▶ _TO DO_:
The lines to reproduce run from the one containing "Some(PrimitiveValue::$variant(self.clone()))" through the end of the records below. Reproduce them exactly and add nothing.
---------- EXTRACTED DATA ----------
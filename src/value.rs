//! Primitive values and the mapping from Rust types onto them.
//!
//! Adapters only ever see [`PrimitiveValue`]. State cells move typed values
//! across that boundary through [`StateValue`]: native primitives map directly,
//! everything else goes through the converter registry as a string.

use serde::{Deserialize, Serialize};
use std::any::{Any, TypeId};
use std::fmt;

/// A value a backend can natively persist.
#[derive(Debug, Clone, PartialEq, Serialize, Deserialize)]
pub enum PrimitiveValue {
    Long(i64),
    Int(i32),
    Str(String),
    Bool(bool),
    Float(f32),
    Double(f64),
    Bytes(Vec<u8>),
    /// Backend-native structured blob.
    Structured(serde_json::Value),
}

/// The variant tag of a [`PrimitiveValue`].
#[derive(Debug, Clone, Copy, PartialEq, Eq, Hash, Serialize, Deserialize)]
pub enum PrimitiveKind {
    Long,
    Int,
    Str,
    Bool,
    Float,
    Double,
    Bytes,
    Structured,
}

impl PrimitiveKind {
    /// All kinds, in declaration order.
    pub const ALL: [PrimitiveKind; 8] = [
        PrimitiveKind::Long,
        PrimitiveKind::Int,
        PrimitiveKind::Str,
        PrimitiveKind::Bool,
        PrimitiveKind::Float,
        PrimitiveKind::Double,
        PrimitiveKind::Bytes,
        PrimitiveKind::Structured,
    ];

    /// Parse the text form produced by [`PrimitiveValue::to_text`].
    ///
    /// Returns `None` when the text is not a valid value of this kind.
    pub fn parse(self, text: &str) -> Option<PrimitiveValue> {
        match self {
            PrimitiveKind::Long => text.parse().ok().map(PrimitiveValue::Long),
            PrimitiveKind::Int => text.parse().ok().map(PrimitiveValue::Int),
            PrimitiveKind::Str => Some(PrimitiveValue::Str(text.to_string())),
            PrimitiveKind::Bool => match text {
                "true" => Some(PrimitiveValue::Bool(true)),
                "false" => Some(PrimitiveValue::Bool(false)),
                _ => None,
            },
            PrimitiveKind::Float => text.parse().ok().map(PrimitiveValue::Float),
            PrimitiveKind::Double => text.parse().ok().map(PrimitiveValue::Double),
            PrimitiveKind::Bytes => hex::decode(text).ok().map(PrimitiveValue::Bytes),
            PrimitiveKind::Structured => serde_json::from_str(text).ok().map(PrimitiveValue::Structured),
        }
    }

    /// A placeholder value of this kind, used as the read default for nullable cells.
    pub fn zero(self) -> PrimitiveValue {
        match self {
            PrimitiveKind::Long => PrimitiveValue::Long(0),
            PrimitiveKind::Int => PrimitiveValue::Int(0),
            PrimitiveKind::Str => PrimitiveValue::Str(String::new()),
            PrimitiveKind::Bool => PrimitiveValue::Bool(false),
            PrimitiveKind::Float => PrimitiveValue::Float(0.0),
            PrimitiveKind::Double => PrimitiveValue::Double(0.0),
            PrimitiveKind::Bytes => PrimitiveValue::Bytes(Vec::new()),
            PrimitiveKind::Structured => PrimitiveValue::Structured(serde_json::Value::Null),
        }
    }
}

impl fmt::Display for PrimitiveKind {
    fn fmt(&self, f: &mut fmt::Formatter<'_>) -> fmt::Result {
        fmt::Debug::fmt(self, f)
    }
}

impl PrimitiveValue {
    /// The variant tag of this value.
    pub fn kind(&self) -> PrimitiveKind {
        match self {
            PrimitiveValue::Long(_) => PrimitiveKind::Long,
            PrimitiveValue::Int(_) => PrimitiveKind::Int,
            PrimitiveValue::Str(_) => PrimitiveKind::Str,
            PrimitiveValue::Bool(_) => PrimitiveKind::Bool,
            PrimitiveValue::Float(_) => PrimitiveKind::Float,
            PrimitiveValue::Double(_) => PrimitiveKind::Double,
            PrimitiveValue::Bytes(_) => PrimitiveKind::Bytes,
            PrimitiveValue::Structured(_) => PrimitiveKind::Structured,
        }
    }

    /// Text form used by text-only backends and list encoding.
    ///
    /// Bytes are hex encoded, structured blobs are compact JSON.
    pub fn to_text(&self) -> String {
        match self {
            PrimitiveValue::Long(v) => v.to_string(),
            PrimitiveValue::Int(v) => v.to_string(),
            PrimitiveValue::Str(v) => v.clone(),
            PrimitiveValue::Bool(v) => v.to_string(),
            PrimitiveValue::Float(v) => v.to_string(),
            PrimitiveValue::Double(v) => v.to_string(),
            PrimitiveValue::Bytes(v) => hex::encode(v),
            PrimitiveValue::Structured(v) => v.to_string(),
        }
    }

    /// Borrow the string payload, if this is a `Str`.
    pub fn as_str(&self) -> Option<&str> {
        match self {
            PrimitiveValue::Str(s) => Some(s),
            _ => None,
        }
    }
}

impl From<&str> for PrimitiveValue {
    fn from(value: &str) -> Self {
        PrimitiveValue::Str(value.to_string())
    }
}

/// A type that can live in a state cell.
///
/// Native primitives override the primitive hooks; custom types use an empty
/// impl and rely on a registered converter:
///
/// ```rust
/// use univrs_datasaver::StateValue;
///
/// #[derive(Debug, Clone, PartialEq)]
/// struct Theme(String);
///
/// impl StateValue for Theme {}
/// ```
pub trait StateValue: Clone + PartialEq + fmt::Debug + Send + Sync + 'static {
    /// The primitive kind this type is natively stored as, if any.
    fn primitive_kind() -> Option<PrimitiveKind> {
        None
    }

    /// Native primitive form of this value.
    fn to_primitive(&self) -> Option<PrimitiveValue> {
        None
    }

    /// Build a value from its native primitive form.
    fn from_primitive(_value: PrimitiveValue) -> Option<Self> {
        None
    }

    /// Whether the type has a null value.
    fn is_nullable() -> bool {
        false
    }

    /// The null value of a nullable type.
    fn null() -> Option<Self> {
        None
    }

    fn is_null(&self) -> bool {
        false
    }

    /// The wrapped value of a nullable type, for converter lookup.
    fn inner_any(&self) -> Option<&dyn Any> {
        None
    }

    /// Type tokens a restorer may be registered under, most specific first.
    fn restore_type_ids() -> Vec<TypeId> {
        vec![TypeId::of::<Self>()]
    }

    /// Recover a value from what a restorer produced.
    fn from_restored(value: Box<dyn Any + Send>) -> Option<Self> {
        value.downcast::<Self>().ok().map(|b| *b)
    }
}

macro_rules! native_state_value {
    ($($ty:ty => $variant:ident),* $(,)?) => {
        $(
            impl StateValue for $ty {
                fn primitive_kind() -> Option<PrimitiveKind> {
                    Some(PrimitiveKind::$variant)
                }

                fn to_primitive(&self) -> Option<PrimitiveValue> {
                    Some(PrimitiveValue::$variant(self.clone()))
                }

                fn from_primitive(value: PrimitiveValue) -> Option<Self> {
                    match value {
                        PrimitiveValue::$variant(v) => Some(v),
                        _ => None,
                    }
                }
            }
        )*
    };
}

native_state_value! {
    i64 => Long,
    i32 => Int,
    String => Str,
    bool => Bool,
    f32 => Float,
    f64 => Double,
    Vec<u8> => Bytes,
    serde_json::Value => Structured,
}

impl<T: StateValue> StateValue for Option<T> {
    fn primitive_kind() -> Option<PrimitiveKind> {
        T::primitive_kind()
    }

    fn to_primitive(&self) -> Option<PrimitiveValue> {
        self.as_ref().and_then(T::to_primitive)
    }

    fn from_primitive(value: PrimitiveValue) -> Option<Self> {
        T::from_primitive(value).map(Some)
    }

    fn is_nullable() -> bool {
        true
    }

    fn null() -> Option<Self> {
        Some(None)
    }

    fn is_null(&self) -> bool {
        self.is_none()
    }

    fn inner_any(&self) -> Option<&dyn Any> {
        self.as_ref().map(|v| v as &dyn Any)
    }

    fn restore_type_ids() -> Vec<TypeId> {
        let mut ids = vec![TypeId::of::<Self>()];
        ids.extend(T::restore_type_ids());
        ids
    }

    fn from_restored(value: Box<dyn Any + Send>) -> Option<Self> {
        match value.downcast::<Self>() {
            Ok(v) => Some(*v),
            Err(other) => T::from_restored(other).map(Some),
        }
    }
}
----------
▶ _ANSWER FOR THE TASK_:
                    Some(PrimitiveValue::$variant(self.clone()))
                }

                fn from_primitive(value: PrimitiveValue) -> Option<Self> {
                    match value {
                        PrimitiveValue::$variant(v) => Some(v),
                        _ => None,
                    }
                }
            }
        )*
    };
}

native_state_value! {
    i64 => Long,
    i32 => Int,
    String => Str,
    bool => Bool,
    f32 => Float,
    f64 => Double,
    Vec<u8> => Bytes,
    serde_json::Value => Structured,
}

impl<T: StateValue> StateValue for Option<T> {
    fn primitive_kind() -> Option<PrimitiveKind> {
        T::primitive_kind()
    }

    fn to_primitive(&self) -> Option<PrimitiveValue> {
        self.as_ref().and_then(T::to_primitive)
    }

    fn from_primitive(value: PrimitiveValue) -> Option<Self> {
        T::from_primitive(value).map(Some)
    }

    fn is_nullable() -> bool {
        true
    }

    fn null() -> Option<Self> {
        Some(None)
    }

    fn is_null(&self) -> bool {
        self.is_none()
    }

    fn inner_any(&self) -> Option<&dyn Any> {
        self.as_ref().map(|v| v as &dyn Any)
    }

    fn restore_type_ids() -> Vec<TypeId> {
        let mut ids = vec![TypeId::of::<Self>()];
        ids.extend(T::restore_type_ids());
        ids
    }

    fn from_restored(value: Box<dyn Any + Send>) -> Option<Self> {
        match value.downcast::<Self>() {
            Ok(v) => Some(*v),
            Err(other) => T::from_restored(other).map(Some),
        }
    }
}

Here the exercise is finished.